**Exercise details:** Among the entries below, count the lines containing the string "LiveUpdate". Only the count is needed.

Data extracted from a collection
----

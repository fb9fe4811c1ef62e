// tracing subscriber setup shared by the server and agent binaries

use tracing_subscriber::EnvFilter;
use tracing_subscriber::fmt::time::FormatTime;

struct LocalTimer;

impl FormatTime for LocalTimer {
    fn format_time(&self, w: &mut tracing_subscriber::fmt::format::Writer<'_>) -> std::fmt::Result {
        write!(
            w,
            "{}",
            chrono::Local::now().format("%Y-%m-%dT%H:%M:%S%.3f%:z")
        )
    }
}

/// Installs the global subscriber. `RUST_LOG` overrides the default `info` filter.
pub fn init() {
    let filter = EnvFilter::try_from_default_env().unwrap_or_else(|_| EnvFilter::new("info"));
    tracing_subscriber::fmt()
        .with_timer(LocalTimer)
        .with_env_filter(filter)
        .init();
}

----

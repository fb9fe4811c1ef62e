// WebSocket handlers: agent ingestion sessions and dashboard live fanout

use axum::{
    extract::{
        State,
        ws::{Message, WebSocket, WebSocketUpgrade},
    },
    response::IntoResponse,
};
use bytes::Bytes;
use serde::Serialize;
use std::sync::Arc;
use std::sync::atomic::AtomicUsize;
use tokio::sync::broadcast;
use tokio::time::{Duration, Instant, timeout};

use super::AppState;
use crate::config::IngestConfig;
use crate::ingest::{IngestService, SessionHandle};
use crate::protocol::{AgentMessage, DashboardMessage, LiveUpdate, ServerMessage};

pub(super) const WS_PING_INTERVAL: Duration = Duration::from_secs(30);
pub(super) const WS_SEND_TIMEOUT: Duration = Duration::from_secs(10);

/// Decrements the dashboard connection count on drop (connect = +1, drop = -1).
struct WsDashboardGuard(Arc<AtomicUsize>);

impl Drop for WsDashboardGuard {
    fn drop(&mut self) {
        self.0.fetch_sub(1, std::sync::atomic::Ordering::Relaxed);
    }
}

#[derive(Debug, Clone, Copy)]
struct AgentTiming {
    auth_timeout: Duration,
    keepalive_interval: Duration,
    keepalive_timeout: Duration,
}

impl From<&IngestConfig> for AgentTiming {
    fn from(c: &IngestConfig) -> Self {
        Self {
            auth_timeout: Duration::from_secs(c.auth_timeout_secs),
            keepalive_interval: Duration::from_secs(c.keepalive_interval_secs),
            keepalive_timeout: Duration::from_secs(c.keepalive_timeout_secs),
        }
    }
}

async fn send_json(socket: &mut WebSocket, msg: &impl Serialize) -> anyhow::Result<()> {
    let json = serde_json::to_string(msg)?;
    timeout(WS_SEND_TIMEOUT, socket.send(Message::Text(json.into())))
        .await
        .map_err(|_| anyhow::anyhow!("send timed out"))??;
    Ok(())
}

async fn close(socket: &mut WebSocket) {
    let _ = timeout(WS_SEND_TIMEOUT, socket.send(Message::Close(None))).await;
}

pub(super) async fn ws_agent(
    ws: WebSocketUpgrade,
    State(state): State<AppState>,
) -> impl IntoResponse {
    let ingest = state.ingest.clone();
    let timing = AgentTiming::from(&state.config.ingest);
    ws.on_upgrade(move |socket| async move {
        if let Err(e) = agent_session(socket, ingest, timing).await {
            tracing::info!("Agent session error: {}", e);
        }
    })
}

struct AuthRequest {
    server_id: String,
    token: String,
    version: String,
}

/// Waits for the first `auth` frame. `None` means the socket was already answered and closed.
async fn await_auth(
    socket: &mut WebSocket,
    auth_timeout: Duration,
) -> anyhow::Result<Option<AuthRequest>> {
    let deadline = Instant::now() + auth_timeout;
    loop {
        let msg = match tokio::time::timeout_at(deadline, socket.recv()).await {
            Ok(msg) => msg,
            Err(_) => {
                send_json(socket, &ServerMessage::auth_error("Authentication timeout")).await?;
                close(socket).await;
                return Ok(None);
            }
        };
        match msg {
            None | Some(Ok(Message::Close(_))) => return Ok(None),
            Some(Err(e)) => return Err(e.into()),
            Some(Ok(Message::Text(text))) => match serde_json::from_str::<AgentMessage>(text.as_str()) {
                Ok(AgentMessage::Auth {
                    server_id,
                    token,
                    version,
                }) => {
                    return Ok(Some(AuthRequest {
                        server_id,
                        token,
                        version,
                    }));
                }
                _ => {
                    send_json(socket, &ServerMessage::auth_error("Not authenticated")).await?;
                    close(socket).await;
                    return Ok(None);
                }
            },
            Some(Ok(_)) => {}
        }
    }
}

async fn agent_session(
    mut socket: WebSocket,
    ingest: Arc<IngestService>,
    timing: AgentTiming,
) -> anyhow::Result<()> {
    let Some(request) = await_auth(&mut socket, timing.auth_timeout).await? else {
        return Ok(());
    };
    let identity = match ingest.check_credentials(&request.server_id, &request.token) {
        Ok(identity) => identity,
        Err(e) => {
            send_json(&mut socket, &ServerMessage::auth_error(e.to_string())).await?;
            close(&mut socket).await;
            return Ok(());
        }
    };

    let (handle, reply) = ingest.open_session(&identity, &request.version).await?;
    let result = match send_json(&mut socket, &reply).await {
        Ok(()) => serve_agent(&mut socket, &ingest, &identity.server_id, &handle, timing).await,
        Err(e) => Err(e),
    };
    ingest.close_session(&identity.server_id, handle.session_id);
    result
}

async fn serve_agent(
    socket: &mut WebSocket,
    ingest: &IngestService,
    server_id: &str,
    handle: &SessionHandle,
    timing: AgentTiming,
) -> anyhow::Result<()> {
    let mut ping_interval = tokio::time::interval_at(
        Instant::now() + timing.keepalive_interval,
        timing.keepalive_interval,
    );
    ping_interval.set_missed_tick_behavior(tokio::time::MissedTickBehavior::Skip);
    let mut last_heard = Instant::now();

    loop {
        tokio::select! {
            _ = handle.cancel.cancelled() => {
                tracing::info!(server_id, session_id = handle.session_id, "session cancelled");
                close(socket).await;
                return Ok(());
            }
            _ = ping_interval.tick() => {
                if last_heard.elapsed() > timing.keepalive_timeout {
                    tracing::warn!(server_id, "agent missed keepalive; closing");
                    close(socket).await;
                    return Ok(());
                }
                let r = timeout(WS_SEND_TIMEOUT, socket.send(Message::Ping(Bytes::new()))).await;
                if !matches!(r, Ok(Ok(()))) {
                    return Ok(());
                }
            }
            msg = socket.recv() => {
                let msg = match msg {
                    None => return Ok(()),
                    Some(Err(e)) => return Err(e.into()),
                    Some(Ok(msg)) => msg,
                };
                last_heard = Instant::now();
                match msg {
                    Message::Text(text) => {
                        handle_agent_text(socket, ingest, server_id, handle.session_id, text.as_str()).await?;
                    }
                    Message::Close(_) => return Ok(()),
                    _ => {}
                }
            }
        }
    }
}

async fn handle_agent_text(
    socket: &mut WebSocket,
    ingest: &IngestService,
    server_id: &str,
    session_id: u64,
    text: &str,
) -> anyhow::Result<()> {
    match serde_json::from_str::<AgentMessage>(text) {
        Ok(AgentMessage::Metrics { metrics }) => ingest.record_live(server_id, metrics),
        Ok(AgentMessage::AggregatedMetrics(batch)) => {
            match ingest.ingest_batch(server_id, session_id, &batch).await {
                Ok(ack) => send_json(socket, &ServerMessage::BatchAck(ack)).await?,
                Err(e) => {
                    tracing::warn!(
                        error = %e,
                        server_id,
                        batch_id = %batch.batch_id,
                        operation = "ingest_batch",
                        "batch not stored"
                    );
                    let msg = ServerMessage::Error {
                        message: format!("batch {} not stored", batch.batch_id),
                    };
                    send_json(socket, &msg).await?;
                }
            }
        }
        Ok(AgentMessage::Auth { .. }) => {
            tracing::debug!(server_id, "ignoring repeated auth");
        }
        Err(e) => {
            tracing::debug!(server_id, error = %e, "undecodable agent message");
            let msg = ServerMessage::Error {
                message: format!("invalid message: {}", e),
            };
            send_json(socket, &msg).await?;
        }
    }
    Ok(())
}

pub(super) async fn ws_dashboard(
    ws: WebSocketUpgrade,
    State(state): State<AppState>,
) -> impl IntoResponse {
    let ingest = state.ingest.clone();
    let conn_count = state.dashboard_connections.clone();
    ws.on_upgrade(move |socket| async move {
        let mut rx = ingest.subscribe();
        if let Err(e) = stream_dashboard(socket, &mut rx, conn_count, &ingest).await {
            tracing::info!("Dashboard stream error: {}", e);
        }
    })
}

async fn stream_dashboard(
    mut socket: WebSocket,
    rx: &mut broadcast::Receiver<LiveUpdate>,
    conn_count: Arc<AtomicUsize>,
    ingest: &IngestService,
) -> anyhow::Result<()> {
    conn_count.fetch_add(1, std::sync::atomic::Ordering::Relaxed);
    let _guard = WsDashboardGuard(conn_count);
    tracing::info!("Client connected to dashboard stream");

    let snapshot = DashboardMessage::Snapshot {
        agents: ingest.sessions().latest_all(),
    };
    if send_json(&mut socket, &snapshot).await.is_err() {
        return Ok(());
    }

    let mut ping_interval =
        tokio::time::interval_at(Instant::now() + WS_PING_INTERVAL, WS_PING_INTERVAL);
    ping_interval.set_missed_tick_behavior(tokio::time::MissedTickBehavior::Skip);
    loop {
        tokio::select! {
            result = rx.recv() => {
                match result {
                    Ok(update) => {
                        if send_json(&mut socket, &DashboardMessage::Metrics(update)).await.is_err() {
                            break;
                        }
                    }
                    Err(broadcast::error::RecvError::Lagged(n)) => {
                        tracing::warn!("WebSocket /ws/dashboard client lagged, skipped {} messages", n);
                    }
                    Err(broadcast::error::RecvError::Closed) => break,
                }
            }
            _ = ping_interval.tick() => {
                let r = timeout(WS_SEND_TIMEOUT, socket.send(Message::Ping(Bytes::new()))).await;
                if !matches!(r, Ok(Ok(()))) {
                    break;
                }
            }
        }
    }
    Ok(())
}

----

**Response to this task:** 2